Stored data entries:
§ §
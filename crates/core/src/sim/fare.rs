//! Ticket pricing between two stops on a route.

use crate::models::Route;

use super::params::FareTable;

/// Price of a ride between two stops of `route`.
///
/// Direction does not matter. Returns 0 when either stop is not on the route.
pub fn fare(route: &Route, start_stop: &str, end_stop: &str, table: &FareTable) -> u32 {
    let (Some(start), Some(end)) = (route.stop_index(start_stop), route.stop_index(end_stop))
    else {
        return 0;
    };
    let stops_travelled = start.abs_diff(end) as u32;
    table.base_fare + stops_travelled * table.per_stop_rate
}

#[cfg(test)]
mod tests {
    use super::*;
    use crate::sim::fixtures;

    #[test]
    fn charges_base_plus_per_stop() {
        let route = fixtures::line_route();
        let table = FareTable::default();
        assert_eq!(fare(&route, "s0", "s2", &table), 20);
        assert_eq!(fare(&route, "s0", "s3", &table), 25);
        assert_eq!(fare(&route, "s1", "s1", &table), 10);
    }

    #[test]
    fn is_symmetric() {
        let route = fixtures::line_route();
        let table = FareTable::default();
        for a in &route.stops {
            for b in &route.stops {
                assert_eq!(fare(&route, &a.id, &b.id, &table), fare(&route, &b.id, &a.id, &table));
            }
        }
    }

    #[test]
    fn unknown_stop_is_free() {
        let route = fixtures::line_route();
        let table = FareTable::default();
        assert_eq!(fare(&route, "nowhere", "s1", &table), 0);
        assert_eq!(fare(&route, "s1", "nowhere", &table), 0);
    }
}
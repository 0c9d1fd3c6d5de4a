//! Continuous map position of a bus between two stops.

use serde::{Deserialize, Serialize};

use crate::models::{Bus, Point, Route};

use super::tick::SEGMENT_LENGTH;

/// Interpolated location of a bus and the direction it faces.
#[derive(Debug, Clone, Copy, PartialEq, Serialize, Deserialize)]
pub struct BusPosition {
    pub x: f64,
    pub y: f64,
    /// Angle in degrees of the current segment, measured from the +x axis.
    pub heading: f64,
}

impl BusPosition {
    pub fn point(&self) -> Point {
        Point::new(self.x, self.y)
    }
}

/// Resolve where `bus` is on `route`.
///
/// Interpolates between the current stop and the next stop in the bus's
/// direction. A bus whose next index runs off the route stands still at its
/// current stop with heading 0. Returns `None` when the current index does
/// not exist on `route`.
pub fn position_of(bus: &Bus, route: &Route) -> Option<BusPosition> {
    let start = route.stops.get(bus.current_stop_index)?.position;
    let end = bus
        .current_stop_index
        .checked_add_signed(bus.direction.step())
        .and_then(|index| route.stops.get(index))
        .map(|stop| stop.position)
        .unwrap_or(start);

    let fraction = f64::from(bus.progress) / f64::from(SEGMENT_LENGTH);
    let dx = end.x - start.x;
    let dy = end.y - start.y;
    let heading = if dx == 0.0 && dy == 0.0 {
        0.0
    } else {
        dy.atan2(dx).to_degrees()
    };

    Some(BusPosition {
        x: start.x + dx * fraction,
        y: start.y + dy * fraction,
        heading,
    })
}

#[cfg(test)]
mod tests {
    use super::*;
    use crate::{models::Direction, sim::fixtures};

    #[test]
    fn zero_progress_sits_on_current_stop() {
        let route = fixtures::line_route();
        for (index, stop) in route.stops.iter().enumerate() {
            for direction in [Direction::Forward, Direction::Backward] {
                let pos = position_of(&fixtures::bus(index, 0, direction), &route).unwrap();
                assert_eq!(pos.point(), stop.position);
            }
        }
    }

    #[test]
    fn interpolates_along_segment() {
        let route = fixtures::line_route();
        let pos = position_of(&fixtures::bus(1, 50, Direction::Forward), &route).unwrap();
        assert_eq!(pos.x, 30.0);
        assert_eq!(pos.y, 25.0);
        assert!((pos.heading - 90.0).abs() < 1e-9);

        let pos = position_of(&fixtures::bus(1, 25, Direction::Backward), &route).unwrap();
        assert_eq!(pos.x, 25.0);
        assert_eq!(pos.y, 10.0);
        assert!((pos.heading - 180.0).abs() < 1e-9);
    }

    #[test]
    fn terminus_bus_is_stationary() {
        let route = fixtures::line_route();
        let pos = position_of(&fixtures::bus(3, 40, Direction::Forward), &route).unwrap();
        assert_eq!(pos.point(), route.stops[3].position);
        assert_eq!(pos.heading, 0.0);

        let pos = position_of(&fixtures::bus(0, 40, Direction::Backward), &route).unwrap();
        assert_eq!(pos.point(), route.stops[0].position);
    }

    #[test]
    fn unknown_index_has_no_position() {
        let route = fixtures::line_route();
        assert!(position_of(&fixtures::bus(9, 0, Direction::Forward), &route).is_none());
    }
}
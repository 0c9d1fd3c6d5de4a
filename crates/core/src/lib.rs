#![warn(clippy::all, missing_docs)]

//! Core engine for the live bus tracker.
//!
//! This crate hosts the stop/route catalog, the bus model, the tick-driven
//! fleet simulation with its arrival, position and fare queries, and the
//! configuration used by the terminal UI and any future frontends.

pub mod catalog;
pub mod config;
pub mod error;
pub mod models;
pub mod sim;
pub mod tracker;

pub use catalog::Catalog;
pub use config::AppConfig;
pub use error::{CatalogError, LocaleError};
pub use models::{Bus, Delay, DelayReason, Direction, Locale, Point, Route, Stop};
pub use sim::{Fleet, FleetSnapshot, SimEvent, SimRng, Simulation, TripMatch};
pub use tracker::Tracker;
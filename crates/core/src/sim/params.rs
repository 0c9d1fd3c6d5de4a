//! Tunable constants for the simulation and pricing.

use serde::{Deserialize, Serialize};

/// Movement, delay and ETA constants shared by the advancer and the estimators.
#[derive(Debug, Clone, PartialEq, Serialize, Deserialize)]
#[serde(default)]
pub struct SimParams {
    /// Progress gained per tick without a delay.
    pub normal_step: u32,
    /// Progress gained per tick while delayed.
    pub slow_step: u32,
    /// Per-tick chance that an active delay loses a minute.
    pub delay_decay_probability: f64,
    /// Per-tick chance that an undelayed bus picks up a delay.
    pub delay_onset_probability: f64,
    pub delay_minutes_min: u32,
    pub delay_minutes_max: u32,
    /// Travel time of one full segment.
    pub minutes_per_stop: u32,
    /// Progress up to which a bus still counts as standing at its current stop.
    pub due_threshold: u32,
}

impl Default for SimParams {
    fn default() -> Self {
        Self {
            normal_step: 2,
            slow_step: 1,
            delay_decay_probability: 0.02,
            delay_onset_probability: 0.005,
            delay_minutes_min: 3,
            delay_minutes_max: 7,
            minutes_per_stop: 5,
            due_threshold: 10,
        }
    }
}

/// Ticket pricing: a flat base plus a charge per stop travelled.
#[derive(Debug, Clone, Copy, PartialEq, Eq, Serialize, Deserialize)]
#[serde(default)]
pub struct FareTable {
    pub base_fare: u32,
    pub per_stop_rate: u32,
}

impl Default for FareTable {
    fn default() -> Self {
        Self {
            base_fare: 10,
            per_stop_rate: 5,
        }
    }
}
§ §
- What you need to do -
A full, exact copy of the entries is the required answer.

- Answer -
filename crates/core/src/sim/fare.rs
//! Ticket pricing between two stops on a route.

use crate::models::Route;

use super::params::FareTable;

/// Price of a ride between two stops of `route`.
///
/// Direction does not matter. Returns 0 when either stop is not on the route.
pub fn fare(route: &Route, start_stop: &str, end_stop: &str, table: &FareTable) -> u32 {
    let (Some(start), Some(end)) = (route.stop_index(start_stop), route.stop_index(end_stop))
    else {
        return 0;
    };
    let stops_travelled = start.abs_diff(end) as u32;
    table.base_fare + stops_travelled * table.per_stop_rate
}

#[cfg(test)]
mod tests {
    use super::*;
    use crate::sim::fixtures;

    #[test]
    fn charges_base_plus_per_stop() {
        let route = fixtures::line_route();
        let table = FareTable::default();
        assert_eq!(fare(&route, "s0", "s2", &table), 20);
        assert_eq!(fare(&route, "s0", "s3", &table), 25);
        assert_eq!(fare(&route, "s1", "s1", &table), 10);
    }

    #[test]
    fn is_symmetric() {
        let route = fixtures::line_route();
        let table = FareTable::default();
        for a in &route.stops {
            for b in &route.stops {
                assert_eq!(fare(&route, &a.id, &b.id, &table), fare(&route, &b.id, &a.id, &table));
            }
        }
    }

    #[test]
    fn unknown_stop_is_free() {
        let route = fixtures::line_route();
        let table = FareTable::default();
        assert_eq!(fare(&route, "nowhere", "s1", &table), 0);
        assert_eq!(fare(&route, "s1", "nowhere", &table), 0);
    }
}
repository 0c9d1fd3c6d5de4a
//! Continuous map position of a bus between two stops.

use serde::{Deserialize, Serialize};

use crate::models::{Bus, Point, Route};

use super::tick::SEGMENT_LENGTH;

/// Interpolated location of a bus and the direction it faces.
#[derive(Debug, Clone, Copy, PartialEq, Serialize, Deserialize)]
pub struct BusPosition {
    pub x: f64,
    pub y: f64,
    /// Angle in degrees of the current segment, measured from the +x axis.
    pub heading: f64,
}

impl BusPosition {
    pub fn point(&self) -> Point {
        Point::new(self.x, self.y)
    }
}

/// Resolve where `bus` is on `route`.
///
/// Interpolates between the current stop and the next stop in the bus's
/// direction. A bus whose next index runs off the route stands still at its
/// current stop with heading 0. Returns `None` when the current index does
/// not exist on `route`.
pub fn position_of(bus: &Bus, route: &Route) -> Option<BusPosition> {
    let start = route.stops.get(bus.current_stop_index)?.position;
    let end = bus
        .current_stop_index
        .checked_add_signed(bus.direction.step())
        .and_then(|index| route.stops.get(index))
        .map(|stop| stop.position)
        .unwrap_or(start);

    let fraction = f64::from(bus.progress) / f64::from(SEGMENT_LENGTH);
    let dx = end.x - start.x;
    let dy = end.y - start.y;
    let heading = if dx == 0.0 && dy == 0.0 {
        0.0
    } else {
        dy.atan2(dx).to_degrees()
    };

    Some(BusPosition {
        x: start.x + dx * fraction,
        y: start.y + dy * fraction,
        heading,
    })
}

#[cfg(test)]
mod tests {
    use super::*;
    use crate::{models::Direction, sim::fixtures};

    #[test]
    fn zero_progress_sits_on_current_stop() {
        let route = fixtures::line_route();
        for (index, stop) in route.stops.iter().enumerate() {
            for direction in [Direction::Forward, Direction::Backward] {
                let pos = position_of(&fixtures::bus(index, 0, direction), &route).unwrap();
                assert_eq!(pos.point(), stop.position);
            }
        }
    }

    #[test]
    fn interpolates_along_segment() {
        let route = fixtures::line_route();
        let pos = position_of(&fixtures::bus(1, 50, Direction::Forward), &route).unwrap();
        assert_eq!(pos.x, 30.0);
        assert_eq!(pos.y, 25.0);
        assert!((pos.heading - 90.0).abs() < 1e-9);

        let pos = position_of(&fixtures::bus(1, 25, Direction::Backward), &route).unwrap();
        assert_eq!(pos.x, 25.0);
        assert_eq!(pos.y, 10.0);
        assert!((pos.heading - 180.0).abs() < 1e-9);
    }

    #[test]
    fn terminus_bus_is_stationary() {
        let route = fixtures::line_route();
        let pos = position_of(&fixtures::bus(3, 40, Direction::Forward), &route).unwrap();
        assert_eq!(pos.point(), route.stops[3].position);
        assert_eq!(pos.heading, 0.0);

        let pos = position_of(&fixtures::bus(0, 40, Direction::Backward), &route).unwrap();
        assert_eq!(pos.point(), route.stops[0].position);
    }

    #[test]
    fn unknown_index_has_no_position() {
        let route = fixtures::line_route();
        assert!(position_of(&fixtures::bus(9, 0, Direction::Forward), &route).is_none());
    }
}
repository 0c9d1fd3c6d5de4a
filename crates/core/src/lib.rs
#![warn(clippy::all, missing_docs)]

//! Core engine for the live bus tracker.
//!
//! This crate hosts the stop/route catalog, the bus model, the tick-driven
//! fleet simulation with its arrival, position and fare queries, and the
//! configuration used by the terminal UI and any future frontends.

pub mod catalog;
pub mod config;
pub mod error;
pub mod models;
pub mod sim;
pub mod tracker;

pub use catalog::Catalog;
pub use config::AppConfig;
pub use error::{CatalogError, LocaleError};
pub use models::{Bus, Delay, DelayReason, Direction, Locale, Point, Route, Stop};
pub use sim::{Fleet, FleetSnapshot, SimEvent, SimRng, Simulation, TripMatch};
pub use tracker::Tracker;
filename crates/core/src/sim/params.rs
repository 0c9d1fd3c6d5de4a
//! Tunable constants for the simulation and pricing.

use serde::{Deserialize, Serialize};

/// Movement, delay and ETA constants shared by the advancer and the estimators.
#[derive(Debug, Clone, PartialEq, Serialize, Deserialize)]
#[serde(default)]
pub struct SimParams {
    /// Progress gained per tick without a delay.
    pub normal_step: u32,
    /// Progress gained per tick while delayed.
    pub slow_step: u32,
    /// Per-tick chance that an active delay loses a minute.
    pub delay_decay_probability: f64,
    /// Per-tick chance that an undelayed bus picks up a delay.
    pub delay_onset_probability: f64,
    pub delay_minutes_min: u32,
    pub delay_minutes_max: u32,
    /// Travel time of one full segment.
    pub minutes_per_stop: u32,
    /// Progress up to which a bus still counts as standing at its current stop.
    pub due_threshold: u32,
}

impl Default for SimParams {
    fn default() -> Self {
        Self {
            normal_step: 2,
            slow_step: 1,
            delay_decay_probability: 0.02,
            delay_onset_probability: 0.005,
            delay_minutes_min: 3,
            delay_minutes_max: 7,
            minutes_per_stop: 5,
            due_threshold: 10,
        }
    }
}

/// Ticket pricing: a flat base plus a charge per stop travelled.
#[derive(Debug, Clone, Copy, PartialEq, Eq, Serialize, Deserialize)]
#[serde(default)]
pub struct FareTable {
    pub base_fare: u32,
    pub per_stop_rate: u32,
}

impl Default for FareTable {
    fn default() -> Self {
        Self {
            base_fare: 10,
            per_stop_rate: 5,
        }
    }
}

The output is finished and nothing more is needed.